Le festival Oasis est bénéficiaire après 4 éditions seulement

La 4e édition du festival des musiques électroniques s’est tenue du 14 au 16 septembre à Marrakech. Hormis son organisation impeccable, cet événement a la particularité d’être devenu rentable en un temps record alors que les autres festivals ont toujours du mal à s’autofinancer. Interrogé par Médias24, un de ses trois cofondateurs nous explique la recette d’un succès commercial qui profite économiquement à la ville ocre mais également à l’image du Maroc, grâce à des retombées médiatiques considérables à l’international. 

Le festival Oasis est bénéficiaire après 4 éditions seulement

Le 18 septembre 2018 à 16h43

Modifié 11 avril 2021 à 2h48

La 4e édition du festival des musiques électroniques s’est tenue du 14 au 16 septembre à Marrakech. Hormis son organisation impeccable, cet événement a la particularité d’être devenu rentable en un temps record alors que les autres festivals ont toujours du mal à s’autofinancer. Interrogé par Médias24, un de ses trois cofondateurs nous explique la recette d’un succès commercial qui profite économiquement à la ville ocre mais également à l’image du Maroc, grâce à des retombées médiatiques considérables à l’international. 

S’il reste petit par la taille, ce festival de musiques électroniques confirme, d’année en année, la pertinence de son modèle économique basé sur la rentabilité.

Une stratégie qui constitue une exception dans notre paysage culturel sachant qu'il est le seul du Maroc à être devenu lucratif en moins de quatre années.

Ainsi, entre 2017 et 2018, il a gagné 25% de festivaliers, soit un total de 5.000 personnes contre 4.000 l’an dernier.
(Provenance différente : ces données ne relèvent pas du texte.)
//! Pointer layouts of fast structures and arrays
//!
//! Instance offsets are relative to the start of the outermost structure or
//! array being described; repeat entries list the pointers of the first
//! element.

use super::Use;
use crate::classify::{ClassifyFlags, Shape};
use crate::context::{Compilation, Scope};
use crate::error::{MidlError, Result};
use crate::types::{ArrayForm, TypeId, TypeKind};
use ndr_format::records::{PointerInstance, PointerLayout, PointerLayoutEntry, PointerRecord};

fn instance(at: u32, pointer: PointerRecord) -> PointerInstance {
    PointerInstance {
        memory_offset: at,
        buffer_offset: at,
        pointer,
    }
}

impl<'a> Compilation<'a> {
    pub(crate) fn struct_pointer_layout(&mut self, ty: TypeId) -> Result<PointerLayout> {
        let mut entries = Vec::new();
        self.collect_struct_pointers(ty, 0, &mut entries)?;
        Ok(PointerLayout { entries })
    }

    /// Pointer layout of a standalone array, None when its elements hold
    /// no pointers
    pub(crate) fn array_pointer_layout(&mut self, ty: TypeId) -> Result<Option<PointerLayout>> {
        Ok(self.array_repeat(ty, 0)?.map(|entry| PointerLayout {
            entries: vec![entry],
        }))
    }

    fn collect_struct_pointers(
        &mut self,
        ty: TypeId,
        base: u32,
        entries: &mut Vec<PointerLayoutEntry>,
    ) -> Result<()> {
        let structure = self.arena.resolve(ty);
        let fields = self.struct_fields(structure).ok_or_else(|| {
            MidlError::internal(format!("{} is not a structure", self.arena.name_of(ty)))
        })?;
        let offsets = self.env().field_offsets(fields);
        let saved = self.scope;

        for (field, &offset) in fields.iter().zip(&offsets) {
            let at = base + offset;
            self.scope = Some(Scope {
                structure,
                field_offset: offset,
            });
            let shape = self
                .env()
                .classify(field.ty, &field.attrs, ClassifyFlags::empty())?;
            match shape {
                Shape::Pointer(kind) => {
                    let pointer = self.pointer_record(field.ty, &field.attrs, kind, Use::Embedded)?;
                    entries.push(PointerLayoutEntry::NoRepeat(instance(at, pointer)));
                }
                Shape::String if !self.is_declared_array(field.ty) => {
                    let pointer = self.string_pointer_record(field.ty, &field.attrs, Use::Embedded)?;
                    entries.push(PointerLayoutEntry::NoRepeat(instance(at, pointer)));
                }
                Shape::Struct(_) => self.collect_struct_pointers(field.ty, at, entries)?,
                Shape::Array(_) => {
                    if let Some(entry) = self.array_repeat(field.ty, at)? {
                        entries.push(entry);
                    }
                }
                _ => {}
            }
        }

        self.scope = saved;
        Ok(())
    }

    /// Repeat entry for the array `ty` placed at `at`
    fn array_repeat(&mut self, ty: TypeId, at: u32) -> Result<Option<PointerLayoutEntry>> {
        let arena = self.arena;
        let TypeKind::Array(array) = &arena.get(arena.resolve(ty)).kind else {
            return Ok(None);
        };
        let pointers = self.element_pointers(array.element, at)?;
        if pointers.is_empty() {
            return Ok(None);
        }
        let increment = self.env().memsize(array.element).size;
        Ok(Some(match array.dim {
            Some(iterations) if !array.is_conformant() && !array.is_varying() => {
                PointerLayoutEntry::FixedRepeat {
                    iterations,
                    increment,
                    offset_to_array: at,
                    pointers,
                }
            }
            _ => PointerLayoutEntry::VariableRepeat {
                variable_offset: array.is_varying(),
                increment,
                offset_to_array: at,
                pointers,
            },
        }))
    }

    /// Pointers inside one element placed at `at`
    fn element_pointers(&mut self, element: TypeId, at: u32) -> Result<Vec<PointerInstance>> {
        let arena = self.arena;
        let shape = self.env().classify(element, &[], ClassifyFlags::empty())?;
        Ok(match shape {
            Shape::Pointer(kind) => {
                vec![instance(at, self.pointer_record(element, &[], kind, Use::Embedded)?)]
            }
            Shape::Struct(_) => {
                let mut entries = Vec::new();
                self.collect_struct_pointers(element, at, &mut entries)?;
                let mut pointers = Vec::with_capacity(entries.len());
                for entry in entries {
                    match entry {
                        PointerLayoutEntry::NoRepeat(instance) => pointers.push(instance),
                        _ => {
                            return Err(MidlError::unsupported(
                                arena.name_of(element),
                                "array elements with pointer arrays inside",
                            ))
                        }
                    }
                }
                pointers
            }
            Shape::Array(_) => match &arena.get(arena.resolve(element)).kind {
                // Fixed inner dimensions flatten into the outer element
                TypeKind::Array(inner) => {
                    let size = self.env().memsize(inner.element).size;
                    let mut pointers = Vec::new();
                    for i in 0..inner.dim.unwrap_or(0) {
                        pointers.extend(self.element_pointers(inner.element, at + i * size)?);
                    }
                    pointers
                }
                _ => Vec::new(),
            },
            _ => Vec::new(),
        })
    }

    pub(crate) fn is_declared_array(&self, ty: TypeId) -> bool {
        matches!(
            &self.arena.get(self.arena.resolve(ty)).kind,
            TypeKind::Array(array) if array.form == ArrayForm::Declared
        )
    }
}

#[cfg(test)]
mod tests {
    use super::*;
    use crate::types::{BasicType, Field, TypeArena};
    use crate::CompileOptions;
    use ndr_format::records::PointerRecord;
    use ndr_format::{FormatChar, PointerFlags};
    use pretty_assertions::assert_eq;

    fn unique_long() -> PointerRecord {
        PointerRecord::Simple {
            pointer: FormatChar::UniquePointer,
            flags: PointerFlags::empty(),
            base: FormatChar::Long,
        }
    }

    #[test]
    fn test_nested_struct_offsets_are_absolute() {
        let mut arena = TypeArena::new();
        let long = arena.basic(BasicType::Long);
        let p = arena.pointer(long, vec![]);
        let inner = arena.structure("inner", vec![Field::new("x", long), Field::new("p", p)]);
        let outer = arena.structure("outer", vec![Field::new("a", long), Field::new("in", inner)]);
        let mut c = Compilation::new(&arena, CompileOptions::x86());
        let layout = c.struct_pointer_layout(outer).unwrap();
        assert_eq!(
            layout.entries,
            vec![PointerLayoutEntry::NoRepeat(instance(8, unique_long()))]
        );
    }

    #[test]
    fn test_fixed_array_repeat() {
        let mut arena = TypeArena::new();
        let long = arena.basic(BasicType::Long);
        let p = arena.pointer(long, vec![]);
        let pair = arena.structure("pair", vec![Field::new("n", long), Field::new("p", p)]);
        let arr = arena.fixed_array(pair, 3);
        let s = arena.structure("s", vec![Field::new("k", long), Field::new("items", arr)]);
        let mut c = Compilation::new(&arena, CompileOptions::x86());
        let layout = c.struct_pointer_layout(s).unwrap();
        assert_eq!(
            layout.entries,
            vec![PointerLayoutEntry::FixedRepeat {
                iterations: 3,
                increment: 8,
                offset_to_array: 4,
                pointers: vec![instance(8, unique_long())],
            }]
        );
    }

    #[test]
    fn test_scalar_array_has_no_layout() {
        let mut arena = TypeArena::new();
        let long = arena.basic(BasicType::Long);
        let arr = arena.fixed_array(long, 3);
        let mut c = Compilation::new(&arena, CompileOptions::x86());
        assert_eq!(c.array_pointer_layout(arr).unwrap(), None);
    }
}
Afin d’élargir sa capacité d’accueil, il a déménagé de l’hôtel "La Source" pour prendre ses quartiers dans l’établissement "Fellah Hotel" capable de recevoir 6000 personnes.

A raison de 2.000 DH pour un pass de 3 jours, cela a représenté une entrée additionnelle de 2 MDH sans compter les recettes supplémentaires (food and berevages, produits dérivés…) de 1.000 nouveaux clients.

Fortement médiatisé dans le monde entier, le plus grand festival de musiques électroniques du Maroc était, pour la 2ème année consécutive, déjà sold-out cinq jours avant l’ouverture de ses portes.

Un détail important quand on sait que les autres festivals, tous genres musicaux, ont du mal à faire le plein, et plus prosaïquement à survivre chaque année

En dehors du fait qu’il a atteint son équilibre financier très rapidement, Oasis s’est aussi fait un nom à l’international lui permettant de drainer un public étranger toujours plus nombreux et de mieux vendre la destination touristique du Maroc.

Médias24 a interrogé Youssef Bouabid qui est l'un des 3 fondateurs avec Marjana Jaidi et Ismael Slaoui.

Médias24: Vos confrères vous envient vos sponsors, y en a-t-il eu de nouveaux cette année?

Youssef Bouabid: L’édition 2018 a été la même que la précédente.

Nous avons la chance d'avoir fidélisé des grandes entreprises comme Maroc Télécom, la RAM, l'ONMT, Samsung, BMCE pour nous accompagner et nous permettre de grandir sur le long-terme.

-On parle de 5 millions de dirhams de recettes sponsoring?

-C’est une information confidentielle.

-C’est la billetterie qui a permis de régler les 68 artistes invités?

-Cette année, Oasis a accueilli 1.000 festivaliers de plus qu’en 2017.

Comme les revenus de la billetterie ont augmenté, ils ont donc permis de couvrir les dépenses du booking (cachets des artistes DJ) et d’autres coûts alors que l’année dernière, les ventes ont tout juste suffi à payer les cachets des artistes (4,5 millions de DH).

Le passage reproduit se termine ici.